The implication of single-nucleotide polymorphisms in ovarian hyperstimulation syndrome.

Abstract

Ovarian hyperstimulation syndrome (OHSS) is an undesirable complication in the course of ovarian stimulation. This kind of stimulation is aimed at acquiring a sufficient number of high-quality oocytes in in vitro fertilization (IVF). Whereas the predisposition to OHSS could be impacted by genetic polymorphisms in susceptible genes, the present study has been jointly conducted with an Iranian cohort to scrutinize its relevant implication. Genomic DNA was extracted from blood samples of patients with a normal ovarian response (NOR) or with OHSS. Samples were analyzed to detect polymorphisms MTHFR rs1801131, MTHFR rs1801133, AMHR2 rs2002555, LHCGR rs2293275, PGR rs10895068, and SERPINE1 rs1799889. Variations of MTHFR, AMHR2, LHCGR, and PGR genes were significantly associated with the developing OHSS. After correction for multiple analysis, this difference was not evident for PGR genotypes. The polymorphic alleles of MTHFR (rs1801131 C-allele and rs1801133 T-allele), AMHR2 (rs2002555 G-allele), and LHCGR (rs2293275 G-allele) were significantly more prevalent among patients with OHSS compared to those in the NOR group.
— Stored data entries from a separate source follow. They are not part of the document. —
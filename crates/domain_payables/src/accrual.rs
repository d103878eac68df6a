//! Accruals: expense recognised before the invoice arrives

use chrono::{DateTime, NaiveDate, Utc};
use serde::{Deserialize, Serialize};
use serde_json::json;
use tracing::{info, instrument};

use core_kernel::{AccrualId, Actor, InvoiceId, Money, PurchaseOrderId, VendorId};
use domain_ledger::{JournalReference, JournalTemplates, PostOutcome};

use crate::audit::AuditEntity;
use crate::context::SettlementContext;
use crate::error::SettlementError;

#[derive(Debug, Clone, Copy, PartialEq, Eq, Serialize, Deserialize)]
pub enum AccrualStatus {
    Active,
    Reversed,
    /// Reserved for matching against a later invoice; never set today
    Matched,
}

/// What the accrued expense relates to
#[derive(Debug, Clone, Copy, PartialEq, Eq, Serialize, Deserialize)]
#[serde(tag = "type", content = "id")]
pub enum AccrualReference {
    PurchaseOrder(PurchaseOrderId),
    Vendor(VendorId),
}

#[derive(Debug, Clone, PartialEq, Serialize, Deserialize)]
pub struct Accrual {
    pub id: AccrualId,
    pub reference: AccrualReference,
    pub estimated_amount: Money,
    pub description: String,
    pub status: AccrualStatus,
    pub accrual_date: NaiveDate,
    pub reversal_date: Option<NaiveDate>,
    pub matched_invoice: Option<InvoiceId>,
    pub created_by: Actor,
    pub reversed_by: Option<Actor>,
    pub created_at: DateTime<Utc>,
    pub reversed_at: Option<DateTime<Utc>>,
}

#[derive(Debug, Clone)]
pub struct CreateAccrualRequest {
    pub reference: AccrualReference,
    pub estimated_amount: Money,
    pub accrual_date: NaiveDate,
    pub description: String,
}

/// Records and reverses accrued expenses
///
/// Unlike payments, accruals exist only for their journal effect, so the
/// entry is posted before the accrual is stored and a ledger failure fails
/// the request.
#[derive(Clone)]
pub struct AccrualService {
    ctx: SettlementContext,
}

impl AccrualService {
    pub fn new(ctx: SettlementContext) -> Self {
        Self { ctx }
    }

    #[instrument(skip_all, fields(reference = ?request.reference, actor = %actor))]
    pub async fn create_accrual(
        &self,
        request: CreateAccrualRequest,
        actor: &Actor,
    ) -> Result<Accrual, SettlementError> {
        self.ctx.ensure_amount(&request.estimated_amount, "Estimated amount")?;
        let label = match request.reference {
            AccrualReference::PurchaseOrder(id) => {
                let order = self
                    .ctx
                    .payables
                    .get_purchase_order(id)
                    .await?
                    .ok_or_else(|| SettlementError::not_found("PurchaseOrder", id))?;
                format!("PO {}", order.po_number)
            }
            AccrualReference::Vendor(id) => {
                let vendor = self.ctx.payables.get_vendor(id).await?;
                format!("vendor {}", vendor.name)
            }
        };
        let description = if request.description.trim().is_empty() {
            format!("Accrued expense for {}", label)
        } else {
            request.description.trim().to_string()
        };

        let accrual = Accrual {
            id: AccrualId::new_v7(),
            reference: request.reference,
            estimated_amount: request.estimated_amount,
            description,
            status: AccrualStatus::Active,
            accrual_date: request.accrual_date,
            reversal_date: None,
            matched_invoice: None,
            created_by: actor.clone(),
            reversed_by: None,
            created_at: Utc::now(),
            reversed_at: None,
        };

        let outcome = self
            .ctx
            .journal()
            .post(
                JournalReference::Accrual(accrual.id),
                accrual.description.clone(),
                JournalTemplates::accrual(accrual.estimated_amount),
                actor,
                accrual.accrual_date,
            )
            .await?;
        self.ctx.payables.insert_accrual(&accrual).await?;

        info!(accrual_id = %accrual.id, amount = %accrual.estimated_amount, posted = outcome.is_posted(), "Accrual recorded");
        self.audit(actor, "accrual.created", &accrual, &outcome).await;
        Ok(accrual)
    }

    /// Reverses an active accrual with the exact inverse entry, dated today
    #[instrument(skip(self, actor), fields(actor = %actor))]
    pub async fn reverse_accrual(&self, id: AccrualId, actor: &Actor) -> Result<Accrual, SettlementError> {
        let mut accrual = self.ctx.payables.get_accrual(id).await?;
        if accrual.status != AccrualStatus::Active {
            return Err(SettlementError::conflict(format!(
                "Accrual {} is {:?} and cannot be reversed",
                id, accrual.status
            )));
        }

        let today = self.ctx.today();
        let outcome = self
            .ctx
            .journal()
            .post(
                JournalReference::Accrual(accrual.id),
                format!("Reversal: {}", accrual.description),
                JournalTemplates::accrual_reversal(accrual.estimated_amount),
                actor,
                today,
            )
            .await?;

        accrual.status = AccrualStatus::Reversed;
        accrual.reversal_date = Some(today);
        accrual.reversed_by = Some(actor.clone());
        accrual.reversed_at = Some(Utc::now());
        self.ctx.payables.save_accrual(&accrual).await?;

        info!(accrual_id = %accrual.id, "Accrual reversed");
        self.audit(actor, "accrual.reversed", &accrual, &outcome).await;
        Ok(accrual)
    }

    pub async fn list_accruals(&self, status: Option<AccrualStatus>) -> Result<Vec<Accrual>, SettlementError> {
        Ok(self.ctx.payables.list_accruals(status).await?)
    }

    async fn audit(&self, actor: &Actor, action: &str, accrual: &Accrual, outcome: &PostOutcome) {
        self.ctx
            .audit(
                actor,
                action,
                AuditEntity::Accrual(accrual.id),
                json!({
                    "reference": accrual.reference,
                    "amount": accrual.estimated_amount.amount(),
                    "status": accrual.status,
                    "journal_posted": outcome.is_posted(),
                }),
            )
            .await;
    }
}
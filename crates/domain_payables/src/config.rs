//! Settlement configuration

use rust_decimal::Decimal;
use rust_decimal_macros::dec;
use serde::{Deserialize, Serialize};

use core_kernel::{Currency, Money};

/// Domain-level knobs handed to the settlement services
#[derive(Debug, Clone, PartialEq, Serialize, Deserialize)]
pub struct SettlementConfig {
    /// Settled amounts at or above this need an explicit approval
    pub approval_threshold: Decimal,
    /// Base currency of the books
    pub currency: Currency,
    /// Allowed invoice-vs-PO price difference, in percent
    pub price_tolerance_pct: Decimal,
    /// Scheduled settlements failing transiently this many times are marked Failed
    pub max_settlement_retries: u32,
}

impl Default for SettlementConfig {
    fn default() -> Self {
        Self {
            approval_threshold: dec!(150000),
            currency: Currency::USD,
            price_tolerance_pct: Decimal::ZERO,
            max_settlement_retries: 3,
        }
    }
}

impl SettlementConfig {
    pub fn approval_threshold(&self) -> Money {
        Money::new(self.approval_threshold, self.currency)
    }

    pub fn with_approval_threshold(mut self, threshold: Decimal) -> Self {
        self.approval_threshold = threshold;
        self
    }

    pub fn with_price_tolerance(mut self, pct: Decimal) -> Self {
        self.price_tolerance_pct = pct;
        self
    }

    pub fn with_max_retries(mut self, retries: u32) -> Self {
        self.max_settlement_retries = retries;
        self
    }
}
In contrast, the minor allele of PGR single-nucleotide polymorphism (SNP) (rs10895068, A-allele) was more prominent among patients with a NOR than those with OHSS. No significant difference was observed in genotypes or alleles of SERPINE1 rs1799889. The observations indicated that the minor alleles of MTHFR, AMHR2, and LHCGR genes could be considered an independent risk factor in susceptibility to OHSS. Nevertheless, polymorphic allele in the PGR rs10895068 SNP contributes to preventing OHSS occurrence. Therefore, it can be argued that these genes have a significant impact on OHSS.